--- Work task ---
Go through the lines below and copy each one that holds the string "builder".
Records shown Start Marker
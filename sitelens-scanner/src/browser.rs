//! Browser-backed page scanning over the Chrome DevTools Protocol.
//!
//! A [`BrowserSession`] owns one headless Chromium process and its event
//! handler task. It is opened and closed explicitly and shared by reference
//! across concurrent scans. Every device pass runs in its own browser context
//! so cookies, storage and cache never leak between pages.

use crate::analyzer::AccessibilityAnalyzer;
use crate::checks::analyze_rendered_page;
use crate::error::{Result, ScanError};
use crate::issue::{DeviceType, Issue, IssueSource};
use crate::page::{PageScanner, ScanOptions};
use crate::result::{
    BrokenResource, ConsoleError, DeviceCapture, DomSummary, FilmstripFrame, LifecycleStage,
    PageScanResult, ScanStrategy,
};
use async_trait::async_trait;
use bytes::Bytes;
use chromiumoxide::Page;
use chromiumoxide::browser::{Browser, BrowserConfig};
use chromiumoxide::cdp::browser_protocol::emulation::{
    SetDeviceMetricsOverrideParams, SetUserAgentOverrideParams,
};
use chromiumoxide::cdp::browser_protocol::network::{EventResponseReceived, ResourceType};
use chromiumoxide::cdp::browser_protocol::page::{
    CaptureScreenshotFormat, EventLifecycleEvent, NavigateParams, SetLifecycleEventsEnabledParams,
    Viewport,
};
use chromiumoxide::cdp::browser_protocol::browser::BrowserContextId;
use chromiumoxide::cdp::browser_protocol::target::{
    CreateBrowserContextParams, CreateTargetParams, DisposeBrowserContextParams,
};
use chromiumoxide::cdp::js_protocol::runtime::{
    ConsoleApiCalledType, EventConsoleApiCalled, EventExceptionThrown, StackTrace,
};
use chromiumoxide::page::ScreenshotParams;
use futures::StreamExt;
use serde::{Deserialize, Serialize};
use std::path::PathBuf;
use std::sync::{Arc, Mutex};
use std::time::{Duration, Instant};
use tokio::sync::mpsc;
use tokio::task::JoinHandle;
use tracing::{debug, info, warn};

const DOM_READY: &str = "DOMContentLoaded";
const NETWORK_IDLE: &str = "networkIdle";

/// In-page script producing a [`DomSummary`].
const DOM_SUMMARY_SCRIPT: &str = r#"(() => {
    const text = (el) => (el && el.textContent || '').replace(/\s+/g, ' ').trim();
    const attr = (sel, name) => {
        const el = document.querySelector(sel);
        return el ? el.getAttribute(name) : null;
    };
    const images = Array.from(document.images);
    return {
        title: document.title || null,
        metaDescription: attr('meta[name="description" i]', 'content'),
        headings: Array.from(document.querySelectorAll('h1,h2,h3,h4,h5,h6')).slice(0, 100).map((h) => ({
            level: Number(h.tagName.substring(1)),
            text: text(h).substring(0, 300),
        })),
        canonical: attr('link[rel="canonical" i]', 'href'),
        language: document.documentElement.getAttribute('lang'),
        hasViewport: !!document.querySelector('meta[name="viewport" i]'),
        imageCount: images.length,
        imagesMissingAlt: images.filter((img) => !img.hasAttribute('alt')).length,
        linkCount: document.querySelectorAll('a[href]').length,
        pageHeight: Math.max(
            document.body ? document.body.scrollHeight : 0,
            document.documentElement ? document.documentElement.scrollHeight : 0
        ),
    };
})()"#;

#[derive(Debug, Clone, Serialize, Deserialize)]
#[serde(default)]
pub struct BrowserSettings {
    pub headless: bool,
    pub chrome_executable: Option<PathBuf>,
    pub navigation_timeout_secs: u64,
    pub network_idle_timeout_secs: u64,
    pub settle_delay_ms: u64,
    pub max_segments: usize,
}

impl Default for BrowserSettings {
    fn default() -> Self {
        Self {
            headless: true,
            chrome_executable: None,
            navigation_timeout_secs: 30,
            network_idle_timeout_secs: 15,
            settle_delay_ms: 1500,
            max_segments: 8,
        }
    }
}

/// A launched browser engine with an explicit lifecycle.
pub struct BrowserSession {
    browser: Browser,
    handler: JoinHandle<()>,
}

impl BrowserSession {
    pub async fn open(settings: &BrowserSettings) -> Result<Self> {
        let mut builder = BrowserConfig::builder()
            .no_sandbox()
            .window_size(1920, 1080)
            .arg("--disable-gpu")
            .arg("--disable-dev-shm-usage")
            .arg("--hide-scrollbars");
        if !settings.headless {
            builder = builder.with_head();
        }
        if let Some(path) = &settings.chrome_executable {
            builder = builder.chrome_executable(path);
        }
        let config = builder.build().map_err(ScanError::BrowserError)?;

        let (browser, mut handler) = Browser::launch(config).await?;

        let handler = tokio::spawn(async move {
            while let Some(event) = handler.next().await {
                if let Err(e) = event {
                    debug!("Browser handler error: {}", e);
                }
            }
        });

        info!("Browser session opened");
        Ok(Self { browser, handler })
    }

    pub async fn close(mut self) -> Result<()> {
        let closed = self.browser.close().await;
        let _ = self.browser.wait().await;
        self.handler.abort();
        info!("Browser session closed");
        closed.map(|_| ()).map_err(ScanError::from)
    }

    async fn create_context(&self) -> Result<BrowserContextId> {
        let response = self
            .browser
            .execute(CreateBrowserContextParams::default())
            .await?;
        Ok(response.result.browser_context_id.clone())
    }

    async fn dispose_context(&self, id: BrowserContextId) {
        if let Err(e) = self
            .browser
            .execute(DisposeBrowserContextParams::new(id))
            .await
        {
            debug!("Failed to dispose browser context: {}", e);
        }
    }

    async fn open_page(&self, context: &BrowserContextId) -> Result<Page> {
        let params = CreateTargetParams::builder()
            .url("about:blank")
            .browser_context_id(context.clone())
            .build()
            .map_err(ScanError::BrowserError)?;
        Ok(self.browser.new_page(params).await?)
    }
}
Records shown End Marker
--- Output of the task ---
        let mut builder = BrowserConfig::builder()
            builder = builder.with_head();
            builder = builder.chrome_executable(path);
        let config = builder.build().map_err(ScanError::BrowserError)?;
        let params = CreateTargetParams::builder()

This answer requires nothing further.